Collected data:
——

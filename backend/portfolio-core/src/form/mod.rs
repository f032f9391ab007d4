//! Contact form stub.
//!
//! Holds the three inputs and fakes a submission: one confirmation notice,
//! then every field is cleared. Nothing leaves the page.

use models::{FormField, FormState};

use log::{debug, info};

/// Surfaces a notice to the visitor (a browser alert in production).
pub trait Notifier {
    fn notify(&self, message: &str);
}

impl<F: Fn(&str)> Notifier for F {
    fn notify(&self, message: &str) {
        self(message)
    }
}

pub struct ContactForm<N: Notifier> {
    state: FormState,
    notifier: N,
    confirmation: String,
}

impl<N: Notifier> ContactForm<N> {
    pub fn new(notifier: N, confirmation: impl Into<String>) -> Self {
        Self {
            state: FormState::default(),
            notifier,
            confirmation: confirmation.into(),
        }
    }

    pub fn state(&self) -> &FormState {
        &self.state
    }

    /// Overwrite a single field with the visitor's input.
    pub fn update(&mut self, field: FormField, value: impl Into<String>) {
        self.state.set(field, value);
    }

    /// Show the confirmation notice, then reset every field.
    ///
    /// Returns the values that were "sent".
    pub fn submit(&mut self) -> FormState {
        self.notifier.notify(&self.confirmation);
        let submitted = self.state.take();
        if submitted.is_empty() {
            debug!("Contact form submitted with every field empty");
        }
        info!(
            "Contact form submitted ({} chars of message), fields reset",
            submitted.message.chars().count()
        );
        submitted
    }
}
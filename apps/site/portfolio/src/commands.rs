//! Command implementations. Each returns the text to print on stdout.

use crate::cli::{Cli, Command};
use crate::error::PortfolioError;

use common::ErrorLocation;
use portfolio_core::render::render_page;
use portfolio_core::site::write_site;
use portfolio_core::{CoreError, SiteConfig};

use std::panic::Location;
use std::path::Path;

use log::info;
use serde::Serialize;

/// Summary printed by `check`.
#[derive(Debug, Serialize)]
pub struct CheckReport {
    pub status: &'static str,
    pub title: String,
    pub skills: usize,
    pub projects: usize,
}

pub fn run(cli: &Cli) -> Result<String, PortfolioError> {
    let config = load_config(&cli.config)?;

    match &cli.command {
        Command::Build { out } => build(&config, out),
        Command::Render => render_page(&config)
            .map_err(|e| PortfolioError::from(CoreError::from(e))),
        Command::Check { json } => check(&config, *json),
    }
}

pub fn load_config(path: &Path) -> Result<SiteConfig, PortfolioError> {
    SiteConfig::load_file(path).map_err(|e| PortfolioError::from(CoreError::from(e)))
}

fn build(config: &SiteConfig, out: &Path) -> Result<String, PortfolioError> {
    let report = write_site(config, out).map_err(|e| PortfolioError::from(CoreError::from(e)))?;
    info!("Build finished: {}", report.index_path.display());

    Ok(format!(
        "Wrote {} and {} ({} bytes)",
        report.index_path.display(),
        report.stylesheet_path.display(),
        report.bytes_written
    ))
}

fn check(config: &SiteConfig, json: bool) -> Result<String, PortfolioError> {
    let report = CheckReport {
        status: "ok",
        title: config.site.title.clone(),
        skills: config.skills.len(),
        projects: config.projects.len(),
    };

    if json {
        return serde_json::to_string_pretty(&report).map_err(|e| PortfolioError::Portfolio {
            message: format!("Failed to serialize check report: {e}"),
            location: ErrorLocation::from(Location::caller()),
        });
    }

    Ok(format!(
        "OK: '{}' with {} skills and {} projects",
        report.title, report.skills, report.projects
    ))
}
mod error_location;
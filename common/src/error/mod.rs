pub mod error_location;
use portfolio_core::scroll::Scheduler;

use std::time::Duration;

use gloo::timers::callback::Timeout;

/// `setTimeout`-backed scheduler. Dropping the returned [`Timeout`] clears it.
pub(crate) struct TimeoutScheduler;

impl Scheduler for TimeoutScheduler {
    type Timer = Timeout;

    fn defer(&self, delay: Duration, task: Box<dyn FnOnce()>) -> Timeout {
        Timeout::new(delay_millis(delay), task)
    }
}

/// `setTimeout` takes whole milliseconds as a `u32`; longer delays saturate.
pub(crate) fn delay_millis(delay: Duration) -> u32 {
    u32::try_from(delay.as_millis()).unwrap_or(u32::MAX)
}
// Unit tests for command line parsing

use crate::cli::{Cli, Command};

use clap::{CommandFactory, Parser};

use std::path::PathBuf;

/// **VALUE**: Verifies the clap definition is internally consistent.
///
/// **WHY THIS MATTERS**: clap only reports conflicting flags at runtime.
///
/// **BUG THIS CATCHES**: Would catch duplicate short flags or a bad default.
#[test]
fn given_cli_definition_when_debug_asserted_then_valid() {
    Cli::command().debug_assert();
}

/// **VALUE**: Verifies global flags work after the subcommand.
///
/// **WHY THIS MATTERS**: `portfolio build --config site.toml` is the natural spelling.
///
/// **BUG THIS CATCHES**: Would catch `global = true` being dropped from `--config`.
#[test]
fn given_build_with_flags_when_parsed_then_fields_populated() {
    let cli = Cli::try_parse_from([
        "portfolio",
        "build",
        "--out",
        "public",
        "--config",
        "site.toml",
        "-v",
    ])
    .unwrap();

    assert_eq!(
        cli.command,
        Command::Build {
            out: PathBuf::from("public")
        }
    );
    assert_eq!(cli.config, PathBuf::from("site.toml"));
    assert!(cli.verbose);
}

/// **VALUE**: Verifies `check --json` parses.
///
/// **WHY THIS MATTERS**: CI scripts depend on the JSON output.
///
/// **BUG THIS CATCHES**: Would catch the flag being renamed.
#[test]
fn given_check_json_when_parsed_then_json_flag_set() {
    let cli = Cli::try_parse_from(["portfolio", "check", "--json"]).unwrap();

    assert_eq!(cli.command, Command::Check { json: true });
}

——

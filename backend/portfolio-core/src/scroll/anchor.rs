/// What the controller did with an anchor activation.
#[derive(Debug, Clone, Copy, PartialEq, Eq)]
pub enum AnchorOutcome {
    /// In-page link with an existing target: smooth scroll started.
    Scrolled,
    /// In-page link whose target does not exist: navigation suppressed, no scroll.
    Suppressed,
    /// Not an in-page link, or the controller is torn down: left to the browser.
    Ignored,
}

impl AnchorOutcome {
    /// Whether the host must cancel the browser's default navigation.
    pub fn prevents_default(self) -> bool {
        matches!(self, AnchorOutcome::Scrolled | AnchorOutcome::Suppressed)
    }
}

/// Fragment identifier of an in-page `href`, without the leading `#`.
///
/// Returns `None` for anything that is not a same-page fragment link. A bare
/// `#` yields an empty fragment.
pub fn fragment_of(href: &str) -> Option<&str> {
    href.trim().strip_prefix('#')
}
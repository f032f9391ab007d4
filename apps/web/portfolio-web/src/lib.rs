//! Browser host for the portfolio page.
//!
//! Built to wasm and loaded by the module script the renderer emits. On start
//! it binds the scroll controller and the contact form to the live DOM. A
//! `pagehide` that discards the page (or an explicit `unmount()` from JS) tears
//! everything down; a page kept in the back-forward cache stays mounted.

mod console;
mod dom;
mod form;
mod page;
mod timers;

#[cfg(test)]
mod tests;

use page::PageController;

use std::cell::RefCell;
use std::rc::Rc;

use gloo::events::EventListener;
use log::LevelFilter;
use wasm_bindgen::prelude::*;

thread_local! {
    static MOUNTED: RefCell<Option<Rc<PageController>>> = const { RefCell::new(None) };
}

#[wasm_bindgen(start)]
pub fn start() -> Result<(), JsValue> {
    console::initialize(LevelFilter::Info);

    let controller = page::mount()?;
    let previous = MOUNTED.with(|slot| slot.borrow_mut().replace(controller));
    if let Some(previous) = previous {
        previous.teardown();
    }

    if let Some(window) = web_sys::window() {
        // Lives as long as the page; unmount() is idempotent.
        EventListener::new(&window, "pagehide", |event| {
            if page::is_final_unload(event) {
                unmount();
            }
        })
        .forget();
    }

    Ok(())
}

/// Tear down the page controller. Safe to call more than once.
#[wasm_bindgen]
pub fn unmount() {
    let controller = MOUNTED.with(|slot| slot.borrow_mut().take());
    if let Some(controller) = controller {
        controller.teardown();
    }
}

——

If a line in the entries includes the word "teardown", copy that line out.

        previous.teardown();
        controller.teardown();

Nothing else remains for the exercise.